YOUR INSTRUCTIONS -
For each record below, give an exact transcription.

### DATA FOR PROCESSING ###

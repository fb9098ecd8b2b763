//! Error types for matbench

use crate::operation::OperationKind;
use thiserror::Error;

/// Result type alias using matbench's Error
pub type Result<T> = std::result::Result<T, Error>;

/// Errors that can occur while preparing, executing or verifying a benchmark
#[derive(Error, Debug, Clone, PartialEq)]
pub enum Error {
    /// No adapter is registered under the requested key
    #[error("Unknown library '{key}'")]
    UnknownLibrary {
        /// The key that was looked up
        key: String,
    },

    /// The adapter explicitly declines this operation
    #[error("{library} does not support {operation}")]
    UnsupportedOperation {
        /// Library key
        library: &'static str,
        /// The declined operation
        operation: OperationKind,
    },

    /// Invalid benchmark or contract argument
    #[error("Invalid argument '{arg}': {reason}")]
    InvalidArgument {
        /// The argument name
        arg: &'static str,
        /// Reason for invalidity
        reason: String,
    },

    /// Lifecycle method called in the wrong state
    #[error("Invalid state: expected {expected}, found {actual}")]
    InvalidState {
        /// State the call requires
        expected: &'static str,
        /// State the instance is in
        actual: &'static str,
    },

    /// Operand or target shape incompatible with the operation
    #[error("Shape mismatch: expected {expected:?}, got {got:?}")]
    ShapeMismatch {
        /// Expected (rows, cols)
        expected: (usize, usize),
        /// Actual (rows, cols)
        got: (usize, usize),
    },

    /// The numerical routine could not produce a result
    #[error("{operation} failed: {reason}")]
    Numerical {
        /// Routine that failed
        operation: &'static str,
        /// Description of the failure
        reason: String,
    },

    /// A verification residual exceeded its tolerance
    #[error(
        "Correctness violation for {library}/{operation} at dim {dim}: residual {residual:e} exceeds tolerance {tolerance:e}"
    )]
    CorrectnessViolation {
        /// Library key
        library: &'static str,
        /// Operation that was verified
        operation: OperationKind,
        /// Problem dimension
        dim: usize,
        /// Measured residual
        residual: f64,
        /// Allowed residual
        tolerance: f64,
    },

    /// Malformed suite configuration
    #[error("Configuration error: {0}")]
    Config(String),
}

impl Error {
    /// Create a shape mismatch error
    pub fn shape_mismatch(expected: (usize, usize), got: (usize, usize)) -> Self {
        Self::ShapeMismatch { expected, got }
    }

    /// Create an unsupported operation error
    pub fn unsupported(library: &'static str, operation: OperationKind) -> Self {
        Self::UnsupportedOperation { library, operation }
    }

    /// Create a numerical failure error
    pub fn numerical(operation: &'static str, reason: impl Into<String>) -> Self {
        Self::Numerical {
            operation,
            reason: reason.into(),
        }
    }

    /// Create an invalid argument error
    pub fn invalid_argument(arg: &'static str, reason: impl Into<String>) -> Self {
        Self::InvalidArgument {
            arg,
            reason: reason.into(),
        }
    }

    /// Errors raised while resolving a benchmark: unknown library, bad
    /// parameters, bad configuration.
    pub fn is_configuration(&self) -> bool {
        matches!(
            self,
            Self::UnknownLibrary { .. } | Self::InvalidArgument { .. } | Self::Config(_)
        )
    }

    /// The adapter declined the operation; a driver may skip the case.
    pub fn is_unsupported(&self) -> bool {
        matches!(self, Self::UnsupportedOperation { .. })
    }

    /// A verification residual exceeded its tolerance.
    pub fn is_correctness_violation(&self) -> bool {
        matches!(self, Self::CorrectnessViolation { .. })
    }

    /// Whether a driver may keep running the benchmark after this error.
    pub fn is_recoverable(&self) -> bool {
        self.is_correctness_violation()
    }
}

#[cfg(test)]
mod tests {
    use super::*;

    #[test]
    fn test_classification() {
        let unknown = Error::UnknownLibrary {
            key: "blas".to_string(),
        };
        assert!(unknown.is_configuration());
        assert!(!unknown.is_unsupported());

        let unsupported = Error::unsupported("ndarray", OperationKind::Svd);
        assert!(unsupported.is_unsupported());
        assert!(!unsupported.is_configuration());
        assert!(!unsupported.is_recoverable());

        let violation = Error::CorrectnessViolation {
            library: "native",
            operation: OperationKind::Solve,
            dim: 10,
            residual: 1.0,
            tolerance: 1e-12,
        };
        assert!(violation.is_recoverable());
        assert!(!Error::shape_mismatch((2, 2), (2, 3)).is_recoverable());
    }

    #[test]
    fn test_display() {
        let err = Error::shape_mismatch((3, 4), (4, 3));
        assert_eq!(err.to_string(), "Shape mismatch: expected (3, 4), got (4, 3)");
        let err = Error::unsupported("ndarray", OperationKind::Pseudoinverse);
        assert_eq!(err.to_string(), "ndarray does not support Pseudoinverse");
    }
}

###

TASK SOLUTION -
repository fb9098ecd8b2b763
//! Error types for matbench

use crate::operation::OperationKind;
use thiserror::Error;

/// Result type alias using matbench's Error
pub type Result<T> = std::result::Result<T, Error>;

/// Errors that can occur while preparing, executing or verifying a benchmark
#[derive(Error, Debug, Clone, PartialEq)]
pub enum Error {
    /// No adapter is registered under the requested key
    #[error("Unknown library '{key}'")]
    UnknownLibrary {
        /// The key that was looked up
        key: String,
    },

    /// The adapter explicitly declines this operation
    #[error("{library} does not support {operation}")]
    UnsupportedOperation {
        /// Library key
        library: &'static str,
        /// The declined operation
        operation: OperationKind,
    },

    /// Invalid benchmark or contract argument
    #[error("Invalid argument '{arg}': {reason}")]
    InvalidArgument {
        /// The argument name
        arg: &'static str,
        /// Reason for invalidity
        reason: String,
    },

    /// Lifecycle method called in the wrong state
    #[error("Invalid state: expected {expected}, found {actual}")]
    InvalidState {
        /// State the call requires
        expected: &'static str,
        /// State the instance is in
        actual: &'static str,
    },

    /// Operand or target shape incompatible with the operation
    #[error("Shape mismatch: expected {expected:?}, got {got:?}")]
    ShapeMismatch {
        /// Expected (rows, cols)
        expected: (usize, usize),
        /// Actual (rows, cols)
        got: (usize, usize),
    },

    /// The numerical routine could not produce a result
    #[error("{operation} failed: {reason}")]
    Numerical {
        /// Routine that failed
        operation: &'static str,
        /// Description of the failure
        reason: String,
    },

    /// A verification residual exceeded its tolerance
    #[error(
        "Correctness violation for {library}/{operation} at dim {dim}: residual {residual:e} exceeds tolerance {tolerance:e}"
    )]
    CorrectnessViolation {
        /// Library key
        library: &'static str,
        /// Operation that was verified
        operation: OperationKind,
        /// Problem dimension
        dim: usize,
        /// Measured residual
        residual: f64,
        /// Allowed residual
        tolerance: f64,
    },

    /// Malformed suite configuration
    #[error("Configuration error: {0}")]
    Config(String),
}

impl Error {
    /// Create a shape mismatch error
    pub fn shape_mismatch(expected: (usize, usize), got: (usize, usize)) -> Self {
        Self::ShapeMismatch { expected, got }
    }

    /// Create an unsupported operation error
    pub fn unsupported(library: &'static str, operation: OperationKind) -> Self {
        Self::UnsupportedOperation { library, operation }
    }

    /// Create a numerical failure error
    pub fn numerical(operation: &'static str, reason: impl Into<String>) -> Self {
        Self::Numerical {
            operation,
            reason: reason.into(),
        }
    }

    /// Create an invalid argument error
    pub fn invalid_argument(arg: &'static str, reason: impl Into<String>) -> Self {
        Self::InvalidArgument {
            arg,
            reason: reason.into(),
        }
    }

    /// Errors raised while resolving a benchmark: unknown library, bad
    /// parameters, bad configuration.
    pub fn is_configuration(&self) -> bool {
        matches!(
            self,
            Self::UnknownLibrary { .. } | Self::InvalidArgument { .. } | Self::Config(_)
        )
    }

    /// The adapter declined the operation; a driver may skip the case.
    pub fn is_unsupported(&self) -> bool {
        matches!(self, Self::UnsupportedOperation { .. })
    }

    /// A verification residual exceeded its tolerance.
    pub fn is_correctness_violation(&self) -> bool {
        matches!(self, Self::CorrectnessViolation { .. })
    }

    /// Whether a driver may keep running the benchmark after this error.
    pub fn is_recoverable(&self) -> bool {
        self.is_correctness_violation()
    }
}

#[cfg(test)]
mod tests {
    use super::*;

    #[test]
    fn test_classification() {
        let unknown = Error::UnknownLibrary {
            key: "blas".to_string(),
        };
        assert!(unknown.is_configuration());
        assert!(!unknown.is_unsupported());

        let unsupported = Error::unsupported("ndarray", OperationKind::Svd);
        assert!(unsupported.is_unsupported());
        assert!(!unsupported.is_configuration());
        assert!(!unsupported.is_recoverable());

        let violation = Error::CorrectnessViolation {
            library: "native",
            operation: OperationKind::Solve,
            dim: 10,
            residual: 1.0,
            tolerance: 1e-12,
        };
        assert!(violation.is_recoverable());
        assert!(!Error::shape_mismatch((2, 2), (2, 3)).is_recoverable());
    }

    #[test]
    fn test_display() {
        let err = Error::shape_mismatch((3, 4), (4, 3));
        assert_eq!(err.to_string(), "Shape mismatch: expected (3, 4), got (4, 3)");
        let err = Error::unsupported("ndarray", OperationKind::Pseudoinverse);
        assert_eq!(err.to_string(), "ndarray does not support Pseudoinverse");
    }
}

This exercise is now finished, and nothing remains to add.